──────── DATA SUPPLIED

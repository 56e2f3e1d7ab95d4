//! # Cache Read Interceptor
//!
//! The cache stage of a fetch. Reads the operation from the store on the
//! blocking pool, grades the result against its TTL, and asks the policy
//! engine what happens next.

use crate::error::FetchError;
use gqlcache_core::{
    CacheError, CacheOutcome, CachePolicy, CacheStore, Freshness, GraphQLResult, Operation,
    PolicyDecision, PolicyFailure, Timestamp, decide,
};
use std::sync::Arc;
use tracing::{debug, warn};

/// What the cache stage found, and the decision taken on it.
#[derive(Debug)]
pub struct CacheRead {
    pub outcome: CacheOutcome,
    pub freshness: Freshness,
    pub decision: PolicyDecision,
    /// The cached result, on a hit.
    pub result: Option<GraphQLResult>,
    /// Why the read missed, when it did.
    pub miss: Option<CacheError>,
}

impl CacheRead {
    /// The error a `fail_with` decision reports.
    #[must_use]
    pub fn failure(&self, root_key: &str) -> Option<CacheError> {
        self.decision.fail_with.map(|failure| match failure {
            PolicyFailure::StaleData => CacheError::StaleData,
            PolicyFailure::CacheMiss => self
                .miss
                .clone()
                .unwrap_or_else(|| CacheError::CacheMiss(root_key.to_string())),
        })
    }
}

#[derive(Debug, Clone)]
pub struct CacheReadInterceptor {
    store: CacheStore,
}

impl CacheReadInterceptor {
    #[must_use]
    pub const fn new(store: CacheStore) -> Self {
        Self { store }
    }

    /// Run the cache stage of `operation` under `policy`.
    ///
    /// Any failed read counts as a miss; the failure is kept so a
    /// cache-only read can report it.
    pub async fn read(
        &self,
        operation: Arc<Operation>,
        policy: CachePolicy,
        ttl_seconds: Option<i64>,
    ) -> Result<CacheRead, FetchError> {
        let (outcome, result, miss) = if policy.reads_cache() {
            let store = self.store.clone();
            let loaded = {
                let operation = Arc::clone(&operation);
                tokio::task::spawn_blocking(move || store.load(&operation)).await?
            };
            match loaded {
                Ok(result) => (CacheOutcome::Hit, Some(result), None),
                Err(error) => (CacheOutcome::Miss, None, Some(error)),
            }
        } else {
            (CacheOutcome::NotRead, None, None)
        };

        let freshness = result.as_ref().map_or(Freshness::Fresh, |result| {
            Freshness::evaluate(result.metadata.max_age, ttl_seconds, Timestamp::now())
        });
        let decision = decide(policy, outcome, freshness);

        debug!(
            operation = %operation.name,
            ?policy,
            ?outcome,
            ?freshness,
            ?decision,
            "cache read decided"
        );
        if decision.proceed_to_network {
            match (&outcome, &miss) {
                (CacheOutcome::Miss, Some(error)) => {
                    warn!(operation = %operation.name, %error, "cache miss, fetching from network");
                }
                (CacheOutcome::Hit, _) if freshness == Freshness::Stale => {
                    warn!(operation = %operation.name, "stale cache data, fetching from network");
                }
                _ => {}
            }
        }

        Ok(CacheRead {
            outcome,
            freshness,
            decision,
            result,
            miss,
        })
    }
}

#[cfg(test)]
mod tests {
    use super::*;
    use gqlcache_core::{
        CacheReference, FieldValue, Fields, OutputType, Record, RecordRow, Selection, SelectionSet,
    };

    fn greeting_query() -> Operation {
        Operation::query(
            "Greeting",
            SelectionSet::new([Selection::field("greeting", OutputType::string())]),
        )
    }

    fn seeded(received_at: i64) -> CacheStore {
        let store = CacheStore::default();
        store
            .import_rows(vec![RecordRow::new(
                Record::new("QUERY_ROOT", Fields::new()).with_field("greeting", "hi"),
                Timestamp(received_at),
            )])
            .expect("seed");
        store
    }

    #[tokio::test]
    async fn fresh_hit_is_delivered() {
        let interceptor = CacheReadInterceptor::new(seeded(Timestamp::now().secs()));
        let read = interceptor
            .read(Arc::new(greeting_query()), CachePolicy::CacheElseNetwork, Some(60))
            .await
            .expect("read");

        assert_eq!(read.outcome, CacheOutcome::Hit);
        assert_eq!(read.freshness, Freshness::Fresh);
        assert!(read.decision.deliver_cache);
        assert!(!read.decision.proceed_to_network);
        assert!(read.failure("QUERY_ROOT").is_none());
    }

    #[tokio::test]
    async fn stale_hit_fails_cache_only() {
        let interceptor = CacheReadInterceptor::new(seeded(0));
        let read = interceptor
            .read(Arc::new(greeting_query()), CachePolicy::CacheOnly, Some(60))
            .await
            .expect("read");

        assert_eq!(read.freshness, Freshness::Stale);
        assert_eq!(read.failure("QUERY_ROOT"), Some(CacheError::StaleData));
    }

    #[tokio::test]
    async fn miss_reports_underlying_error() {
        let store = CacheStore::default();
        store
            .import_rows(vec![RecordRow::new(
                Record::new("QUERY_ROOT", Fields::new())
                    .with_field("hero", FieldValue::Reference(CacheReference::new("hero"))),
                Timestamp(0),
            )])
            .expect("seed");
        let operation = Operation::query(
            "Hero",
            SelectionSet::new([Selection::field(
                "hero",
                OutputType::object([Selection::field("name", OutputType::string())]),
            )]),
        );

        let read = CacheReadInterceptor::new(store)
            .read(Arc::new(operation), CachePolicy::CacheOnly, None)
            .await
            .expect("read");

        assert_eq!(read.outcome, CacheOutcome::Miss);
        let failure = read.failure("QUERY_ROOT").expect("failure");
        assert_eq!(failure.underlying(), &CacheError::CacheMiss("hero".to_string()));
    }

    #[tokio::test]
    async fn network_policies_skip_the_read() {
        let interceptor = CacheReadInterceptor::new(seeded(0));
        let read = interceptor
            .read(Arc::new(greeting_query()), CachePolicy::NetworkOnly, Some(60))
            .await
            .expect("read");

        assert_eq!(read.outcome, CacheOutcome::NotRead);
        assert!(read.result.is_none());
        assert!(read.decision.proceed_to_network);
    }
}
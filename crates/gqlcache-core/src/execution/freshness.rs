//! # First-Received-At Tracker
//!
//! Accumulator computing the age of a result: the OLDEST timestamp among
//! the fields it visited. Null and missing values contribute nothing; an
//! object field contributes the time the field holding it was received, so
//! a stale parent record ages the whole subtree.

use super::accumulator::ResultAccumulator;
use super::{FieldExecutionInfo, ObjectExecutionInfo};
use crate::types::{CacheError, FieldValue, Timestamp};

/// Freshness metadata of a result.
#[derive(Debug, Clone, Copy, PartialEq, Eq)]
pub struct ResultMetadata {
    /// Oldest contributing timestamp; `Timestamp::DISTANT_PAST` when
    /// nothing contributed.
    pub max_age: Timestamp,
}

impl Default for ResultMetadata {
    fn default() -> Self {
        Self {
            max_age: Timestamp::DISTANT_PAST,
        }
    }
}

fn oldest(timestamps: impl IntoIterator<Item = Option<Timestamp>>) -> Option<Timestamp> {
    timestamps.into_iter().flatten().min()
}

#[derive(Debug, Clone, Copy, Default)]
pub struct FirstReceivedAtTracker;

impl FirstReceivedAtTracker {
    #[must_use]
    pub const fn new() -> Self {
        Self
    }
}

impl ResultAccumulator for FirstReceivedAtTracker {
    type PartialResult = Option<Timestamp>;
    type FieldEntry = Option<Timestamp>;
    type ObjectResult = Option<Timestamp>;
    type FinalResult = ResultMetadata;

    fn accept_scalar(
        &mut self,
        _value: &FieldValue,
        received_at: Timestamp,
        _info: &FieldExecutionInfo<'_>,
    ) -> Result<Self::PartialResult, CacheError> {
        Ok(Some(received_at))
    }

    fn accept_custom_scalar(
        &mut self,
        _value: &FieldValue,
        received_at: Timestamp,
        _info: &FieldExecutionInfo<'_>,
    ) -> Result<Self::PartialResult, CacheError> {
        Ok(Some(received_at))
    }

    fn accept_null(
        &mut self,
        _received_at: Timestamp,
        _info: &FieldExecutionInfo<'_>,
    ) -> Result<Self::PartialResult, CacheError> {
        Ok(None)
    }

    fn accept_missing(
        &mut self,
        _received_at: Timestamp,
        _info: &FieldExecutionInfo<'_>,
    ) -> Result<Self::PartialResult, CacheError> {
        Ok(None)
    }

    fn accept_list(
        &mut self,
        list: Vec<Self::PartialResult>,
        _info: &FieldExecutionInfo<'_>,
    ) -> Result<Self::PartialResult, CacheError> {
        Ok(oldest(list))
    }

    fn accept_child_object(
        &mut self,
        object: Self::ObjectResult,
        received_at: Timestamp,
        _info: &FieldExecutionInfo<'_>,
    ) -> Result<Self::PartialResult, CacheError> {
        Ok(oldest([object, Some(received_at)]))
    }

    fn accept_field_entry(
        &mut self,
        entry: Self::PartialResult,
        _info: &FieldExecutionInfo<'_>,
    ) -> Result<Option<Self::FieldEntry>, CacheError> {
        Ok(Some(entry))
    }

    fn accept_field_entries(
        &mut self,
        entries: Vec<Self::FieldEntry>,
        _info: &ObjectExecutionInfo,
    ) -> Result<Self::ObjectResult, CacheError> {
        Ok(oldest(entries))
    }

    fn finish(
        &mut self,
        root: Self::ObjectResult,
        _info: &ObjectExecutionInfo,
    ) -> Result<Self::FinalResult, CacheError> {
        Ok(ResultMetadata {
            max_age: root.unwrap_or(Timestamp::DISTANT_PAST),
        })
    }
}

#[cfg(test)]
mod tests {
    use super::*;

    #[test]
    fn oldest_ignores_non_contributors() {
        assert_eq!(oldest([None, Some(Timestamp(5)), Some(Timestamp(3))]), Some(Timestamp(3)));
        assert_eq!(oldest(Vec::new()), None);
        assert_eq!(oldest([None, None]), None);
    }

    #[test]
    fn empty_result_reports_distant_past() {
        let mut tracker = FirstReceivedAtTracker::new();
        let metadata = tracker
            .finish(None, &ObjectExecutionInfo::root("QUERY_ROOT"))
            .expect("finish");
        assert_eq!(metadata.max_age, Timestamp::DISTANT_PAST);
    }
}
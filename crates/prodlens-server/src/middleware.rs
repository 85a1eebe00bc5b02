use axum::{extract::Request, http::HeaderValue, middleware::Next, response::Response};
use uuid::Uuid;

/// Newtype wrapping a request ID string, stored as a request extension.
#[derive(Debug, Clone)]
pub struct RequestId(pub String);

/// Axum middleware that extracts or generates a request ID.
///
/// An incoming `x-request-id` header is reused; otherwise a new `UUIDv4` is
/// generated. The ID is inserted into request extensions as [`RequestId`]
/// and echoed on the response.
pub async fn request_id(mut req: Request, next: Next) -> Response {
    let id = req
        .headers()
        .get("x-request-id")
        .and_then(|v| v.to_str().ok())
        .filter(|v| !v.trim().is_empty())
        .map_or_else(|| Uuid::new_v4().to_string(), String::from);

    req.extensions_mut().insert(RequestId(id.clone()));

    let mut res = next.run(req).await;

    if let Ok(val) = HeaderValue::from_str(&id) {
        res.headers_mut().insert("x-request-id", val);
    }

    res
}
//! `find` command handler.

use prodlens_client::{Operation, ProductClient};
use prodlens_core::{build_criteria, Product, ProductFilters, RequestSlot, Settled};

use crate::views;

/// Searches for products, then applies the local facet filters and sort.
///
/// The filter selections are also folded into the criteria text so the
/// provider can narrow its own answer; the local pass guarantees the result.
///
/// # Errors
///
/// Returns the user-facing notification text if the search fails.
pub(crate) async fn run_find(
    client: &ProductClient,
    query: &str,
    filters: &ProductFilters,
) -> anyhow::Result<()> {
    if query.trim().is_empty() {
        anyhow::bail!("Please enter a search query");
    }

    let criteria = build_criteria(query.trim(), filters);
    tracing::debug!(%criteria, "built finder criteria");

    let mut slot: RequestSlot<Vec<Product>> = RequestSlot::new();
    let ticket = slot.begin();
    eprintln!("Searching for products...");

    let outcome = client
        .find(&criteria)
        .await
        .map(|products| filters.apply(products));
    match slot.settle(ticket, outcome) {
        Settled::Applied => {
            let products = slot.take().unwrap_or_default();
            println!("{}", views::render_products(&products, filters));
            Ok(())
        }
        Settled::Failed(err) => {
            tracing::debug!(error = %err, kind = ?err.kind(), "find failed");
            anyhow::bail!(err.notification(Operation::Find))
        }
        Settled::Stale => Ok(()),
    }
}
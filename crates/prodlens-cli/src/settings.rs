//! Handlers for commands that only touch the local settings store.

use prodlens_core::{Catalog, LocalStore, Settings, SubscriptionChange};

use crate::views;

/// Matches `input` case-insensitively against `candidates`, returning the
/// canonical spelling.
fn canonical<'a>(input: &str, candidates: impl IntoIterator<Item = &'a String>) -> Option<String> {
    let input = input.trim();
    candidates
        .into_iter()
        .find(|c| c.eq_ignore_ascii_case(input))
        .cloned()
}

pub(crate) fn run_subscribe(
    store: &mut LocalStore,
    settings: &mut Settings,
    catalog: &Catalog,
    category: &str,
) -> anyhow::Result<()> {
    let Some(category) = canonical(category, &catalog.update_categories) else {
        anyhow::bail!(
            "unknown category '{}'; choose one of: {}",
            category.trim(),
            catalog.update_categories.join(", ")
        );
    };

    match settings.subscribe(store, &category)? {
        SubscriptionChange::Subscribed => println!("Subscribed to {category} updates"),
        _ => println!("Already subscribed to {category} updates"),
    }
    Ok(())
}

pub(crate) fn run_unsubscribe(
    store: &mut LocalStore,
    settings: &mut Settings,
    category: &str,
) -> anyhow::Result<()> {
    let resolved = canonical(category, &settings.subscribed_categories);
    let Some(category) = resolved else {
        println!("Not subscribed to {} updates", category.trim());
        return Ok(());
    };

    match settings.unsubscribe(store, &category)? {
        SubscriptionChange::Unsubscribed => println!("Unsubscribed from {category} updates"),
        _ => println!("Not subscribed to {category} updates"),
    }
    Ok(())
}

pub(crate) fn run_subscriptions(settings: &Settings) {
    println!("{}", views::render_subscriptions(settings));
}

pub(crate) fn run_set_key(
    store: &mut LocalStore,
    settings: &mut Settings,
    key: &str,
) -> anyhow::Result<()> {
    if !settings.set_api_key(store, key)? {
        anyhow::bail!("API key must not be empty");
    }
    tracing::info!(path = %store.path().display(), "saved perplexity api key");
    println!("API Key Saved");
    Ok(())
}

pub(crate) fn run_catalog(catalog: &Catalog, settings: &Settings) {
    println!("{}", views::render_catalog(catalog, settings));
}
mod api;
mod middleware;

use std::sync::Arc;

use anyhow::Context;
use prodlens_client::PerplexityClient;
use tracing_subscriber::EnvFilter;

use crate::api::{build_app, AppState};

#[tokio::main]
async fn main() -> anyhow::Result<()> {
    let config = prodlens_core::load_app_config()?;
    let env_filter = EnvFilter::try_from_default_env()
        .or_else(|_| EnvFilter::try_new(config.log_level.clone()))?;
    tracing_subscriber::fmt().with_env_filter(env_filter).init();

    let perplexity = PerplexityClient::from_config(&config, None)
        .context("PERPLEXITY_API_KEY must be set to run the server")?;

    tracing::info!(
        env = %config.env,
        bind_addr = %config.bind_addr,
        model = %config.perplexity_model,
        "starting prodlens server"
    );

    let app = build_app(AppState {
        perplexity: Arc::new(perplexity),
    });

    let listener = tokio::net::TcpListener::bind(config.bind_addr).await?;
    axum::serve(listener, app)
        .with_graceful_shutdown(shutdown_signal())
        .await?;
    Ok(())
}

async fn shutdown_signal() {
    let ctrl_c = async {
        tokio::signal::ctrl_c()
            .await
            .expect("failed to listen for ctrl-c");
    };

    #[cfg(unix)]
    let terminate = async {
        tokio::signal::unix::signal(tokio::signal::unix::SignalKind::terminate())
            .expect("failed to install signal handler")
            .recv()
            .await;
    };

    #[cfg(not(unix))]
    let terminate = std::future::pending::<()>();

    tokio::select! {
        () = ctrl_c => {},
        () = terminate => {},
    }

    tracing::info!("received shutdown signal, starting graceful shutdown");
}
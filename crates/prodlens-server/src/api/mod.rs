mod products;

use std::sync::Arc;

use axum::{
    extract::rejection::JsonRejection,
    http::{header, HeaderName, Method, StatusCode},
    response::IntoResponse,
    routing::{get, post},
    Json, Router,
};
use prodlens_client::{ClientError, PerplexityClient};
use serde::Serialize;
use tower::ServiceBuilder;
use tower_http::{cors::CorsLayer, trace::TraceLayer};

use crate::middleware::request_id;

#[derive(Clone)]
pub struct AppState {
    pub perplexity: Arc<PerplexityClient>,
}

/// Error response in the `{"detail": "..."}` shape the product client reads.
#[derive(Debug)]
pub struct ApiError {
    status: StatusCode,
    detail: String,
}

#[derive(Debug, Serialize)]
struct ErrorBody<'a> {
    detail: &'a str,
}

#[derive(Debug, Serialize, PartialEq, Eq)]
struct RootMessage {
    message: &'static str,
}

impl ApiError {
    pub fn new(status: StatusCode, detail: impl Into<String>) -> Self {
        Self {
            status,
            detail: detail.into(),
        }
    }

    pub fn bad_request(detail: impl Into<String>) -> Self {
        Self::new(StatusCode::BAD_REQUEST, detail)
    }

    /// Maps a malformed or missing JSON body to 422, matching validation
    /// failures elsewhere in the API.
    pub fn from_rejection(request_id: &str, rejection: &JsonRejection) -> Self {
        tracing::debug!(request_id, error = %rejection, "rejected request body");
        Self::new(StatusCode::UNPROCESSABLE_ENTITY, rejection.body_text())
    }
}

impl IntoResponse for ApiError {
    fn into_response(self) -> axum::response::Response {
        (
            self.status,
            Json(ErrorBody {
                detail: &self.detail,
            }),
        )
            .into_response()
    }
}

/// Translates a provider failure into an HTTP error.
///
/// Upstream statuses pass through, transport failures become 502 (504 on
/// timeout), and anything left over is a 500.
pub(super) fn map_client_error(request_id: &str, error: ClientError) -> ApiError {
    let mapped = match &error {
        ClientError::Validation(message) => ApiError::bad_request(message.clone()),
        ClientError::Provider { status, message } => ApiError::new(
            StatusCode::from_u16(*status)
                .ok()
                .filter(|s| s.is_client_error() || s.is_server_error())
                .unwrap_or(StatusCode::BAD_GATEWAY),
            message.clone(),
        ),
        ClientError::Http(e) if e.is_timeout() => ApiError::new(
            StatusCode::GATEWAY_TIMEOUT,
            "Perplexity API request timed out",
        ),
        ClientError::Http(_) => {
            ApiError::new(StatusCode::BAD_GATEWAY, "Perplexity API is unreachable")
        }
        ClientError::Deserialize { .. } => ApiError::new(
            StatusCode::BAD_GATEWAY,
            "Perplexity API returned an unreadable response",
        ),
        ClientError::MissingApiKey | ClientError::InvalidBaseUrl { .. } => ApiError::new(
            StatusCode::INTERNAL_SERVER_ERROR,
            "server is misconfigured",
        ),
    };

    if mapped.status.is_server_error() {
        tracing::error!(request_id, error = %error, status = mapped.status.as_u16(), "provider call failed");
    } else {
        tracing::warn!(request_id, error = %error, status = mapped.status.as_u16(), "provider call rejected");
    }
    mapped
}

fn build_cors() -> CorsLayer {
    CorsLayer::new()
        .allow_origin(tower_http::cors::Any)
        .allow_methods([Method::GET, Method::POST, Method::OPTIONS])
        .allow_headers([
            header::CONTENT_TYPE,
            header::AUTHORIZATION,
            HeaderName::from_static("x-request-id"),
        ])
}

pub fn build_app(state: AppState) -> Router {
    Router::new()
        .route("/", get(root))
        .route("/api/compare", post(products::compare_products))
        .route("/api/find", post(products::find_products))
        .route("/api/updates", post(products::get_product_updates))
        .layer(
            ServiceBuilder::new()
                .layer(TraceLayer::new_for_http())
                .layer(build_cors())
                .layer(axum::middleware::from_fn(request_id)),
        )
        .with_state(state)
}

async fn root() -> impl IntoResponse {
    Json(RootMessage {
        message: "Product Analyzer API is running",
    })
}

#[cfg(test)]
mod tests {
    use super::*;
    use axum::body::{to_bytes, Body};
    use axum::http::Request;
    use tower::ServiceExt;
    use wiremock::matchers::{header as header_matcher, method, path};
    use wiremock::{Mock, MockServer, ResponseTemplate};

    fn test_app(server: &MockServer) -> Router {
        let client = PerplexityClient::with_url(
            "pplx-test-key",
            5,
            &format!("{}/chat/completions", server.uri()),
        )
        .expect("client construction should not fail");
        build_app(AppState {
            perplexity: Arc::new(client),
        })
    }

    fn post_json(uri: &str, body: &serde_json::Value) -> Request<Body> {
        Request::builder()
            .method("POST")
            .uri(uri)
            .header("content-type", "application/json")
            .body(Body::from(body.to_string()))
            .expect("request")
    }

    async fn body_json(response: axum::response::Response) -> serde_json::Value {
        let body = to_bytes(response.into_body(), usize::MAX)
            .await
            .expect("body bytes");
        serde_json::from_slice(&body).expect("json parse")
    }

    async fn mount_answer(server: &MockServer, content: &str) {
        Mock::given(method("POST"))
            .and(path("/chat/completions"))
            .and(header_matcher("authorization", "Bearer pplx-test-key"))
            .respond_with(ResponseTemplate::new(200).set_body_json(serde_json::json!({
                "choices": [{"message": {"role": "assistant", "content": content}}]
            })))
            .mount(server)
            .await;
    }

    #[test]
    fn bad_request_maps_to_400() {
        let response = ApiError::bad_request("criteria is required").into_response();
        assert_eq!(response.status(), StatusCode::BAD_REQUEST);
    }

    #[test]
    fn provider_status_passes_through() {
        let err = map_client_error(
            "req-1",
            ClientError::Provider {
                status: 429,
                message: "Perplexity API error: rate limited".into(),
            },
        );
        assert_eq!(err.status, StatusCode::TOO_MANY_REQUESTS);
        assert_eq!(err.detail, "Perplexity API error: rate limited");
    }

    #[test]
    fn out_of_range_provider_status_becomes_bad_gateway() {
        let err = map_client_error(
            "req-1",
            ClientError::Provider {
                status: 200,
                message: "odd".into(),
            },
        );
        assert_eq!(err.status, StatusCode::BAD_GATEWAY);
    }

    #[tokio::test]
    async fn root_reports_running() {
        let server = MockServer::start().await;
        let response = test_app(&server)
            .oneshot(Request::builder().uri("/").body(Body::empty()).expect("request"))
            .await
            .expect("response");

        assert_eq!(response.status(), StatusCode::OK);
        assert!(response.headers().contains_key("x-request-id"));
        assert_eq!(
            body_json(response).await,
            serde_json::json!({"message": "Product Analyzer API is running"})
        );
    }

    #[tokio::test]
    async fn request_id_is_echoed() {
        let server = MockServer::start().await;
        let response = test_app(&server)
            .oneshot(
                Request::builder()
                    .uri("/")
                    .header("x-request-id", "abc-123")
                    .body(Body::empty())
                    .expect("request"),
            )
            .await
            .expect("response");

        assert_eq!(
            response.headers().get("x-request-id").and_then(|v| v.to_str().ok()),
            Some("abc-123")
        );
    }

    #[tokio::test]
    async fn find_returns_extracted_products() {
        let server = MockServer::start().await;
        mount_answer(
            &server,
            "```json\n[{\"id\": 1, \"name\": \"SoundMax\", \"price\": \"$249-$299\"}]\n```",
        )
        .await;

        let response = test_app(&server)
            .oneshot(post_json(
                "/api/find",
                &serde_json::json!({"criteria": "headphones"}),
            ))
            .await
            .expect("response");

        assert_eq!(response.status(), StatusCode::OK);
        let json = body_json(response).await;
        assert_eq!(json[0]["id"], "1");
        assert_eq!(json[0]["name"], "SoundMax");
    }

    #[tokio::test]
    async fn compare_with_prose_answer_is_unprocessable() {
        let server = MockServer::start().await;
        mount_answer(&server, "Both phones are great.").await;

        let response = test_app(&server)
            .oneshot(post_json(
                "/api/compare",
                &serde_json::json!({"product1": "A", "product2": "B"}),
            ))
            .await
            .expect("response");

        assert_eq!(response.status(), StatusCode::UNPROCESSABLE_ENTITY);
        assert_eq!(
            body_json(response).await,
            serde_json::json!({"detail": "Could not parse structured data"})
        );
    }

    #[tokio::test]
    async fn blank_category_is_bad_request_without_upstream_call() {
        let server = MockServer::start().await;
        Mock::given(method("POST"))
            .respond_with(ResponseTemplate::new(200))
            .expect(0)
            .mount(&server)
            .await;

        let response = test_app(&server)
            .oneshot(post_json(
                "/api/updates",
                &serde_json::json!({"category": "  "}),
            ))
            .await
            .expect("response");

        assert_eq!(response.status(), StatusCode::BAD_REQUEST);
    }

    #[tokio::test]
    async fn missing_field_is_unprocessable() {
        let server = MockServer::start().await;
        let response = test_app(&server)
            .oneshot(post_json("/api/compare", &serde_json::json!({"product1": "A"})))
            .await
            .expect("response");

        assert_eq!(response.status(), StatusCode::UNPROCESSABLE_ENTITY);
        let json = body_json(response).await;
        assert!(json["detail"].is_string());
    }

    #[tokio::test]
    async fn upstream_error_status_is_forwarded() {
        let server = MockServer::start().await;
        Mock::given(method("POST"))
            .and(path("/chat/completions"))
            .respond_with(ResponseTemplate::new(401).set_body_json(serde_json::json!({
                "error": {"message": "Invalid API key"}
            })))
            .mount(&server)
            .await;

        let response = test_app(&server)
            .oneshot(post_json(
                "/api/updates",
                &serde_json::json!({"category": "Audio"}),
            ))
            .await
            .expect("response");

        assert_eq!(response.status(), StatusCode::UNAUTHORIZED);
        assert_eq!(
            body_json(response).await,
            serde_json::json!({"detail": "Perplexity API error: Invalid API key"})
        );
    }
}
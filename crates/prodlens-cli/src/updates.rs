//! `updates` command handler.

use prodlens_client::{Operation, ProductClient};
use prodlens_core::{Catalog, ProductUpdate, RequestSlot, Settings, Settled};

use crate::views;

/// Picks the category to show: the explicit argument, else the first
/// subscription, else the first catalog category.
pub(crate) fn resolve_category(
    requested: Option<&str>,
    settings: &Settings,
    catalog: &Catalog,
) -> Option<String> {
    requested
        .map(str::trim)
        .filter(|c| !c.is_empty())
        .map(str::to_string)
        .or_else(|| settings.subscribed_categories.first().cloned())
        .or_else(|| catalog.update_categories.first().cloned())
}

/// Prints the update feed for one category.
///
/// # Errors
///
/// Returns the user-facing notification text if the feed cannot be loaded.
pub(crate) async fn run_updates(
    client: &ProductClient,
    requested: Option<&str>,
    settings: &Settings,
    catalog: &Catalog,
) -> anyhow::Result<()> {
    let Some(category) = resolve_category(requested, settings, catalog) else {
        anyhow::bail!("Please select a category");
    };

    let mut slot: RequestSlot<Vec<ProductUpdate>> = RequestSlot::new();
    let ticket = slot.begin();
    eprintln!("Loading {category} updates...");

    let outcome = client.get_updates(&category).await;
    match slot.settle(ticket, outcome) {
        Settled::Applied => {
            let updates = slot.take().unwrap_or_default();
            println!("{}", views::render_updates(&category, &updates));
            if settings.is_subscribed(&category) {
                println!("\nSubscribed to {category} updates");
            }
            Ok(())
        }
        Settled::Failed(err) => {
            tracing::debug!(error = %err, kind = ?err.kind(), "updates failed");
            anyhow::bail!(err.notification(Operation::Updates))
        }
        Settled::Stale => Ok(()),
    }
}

────────────────

_WHAT THE EXERCISE ASKS_
Copy each line from the records above that includes the string "starting".

_SOLVED EXERCISE_
        "starting prodlens server"
    tracing::info!("received shutdown signal, starting graceful shutdown");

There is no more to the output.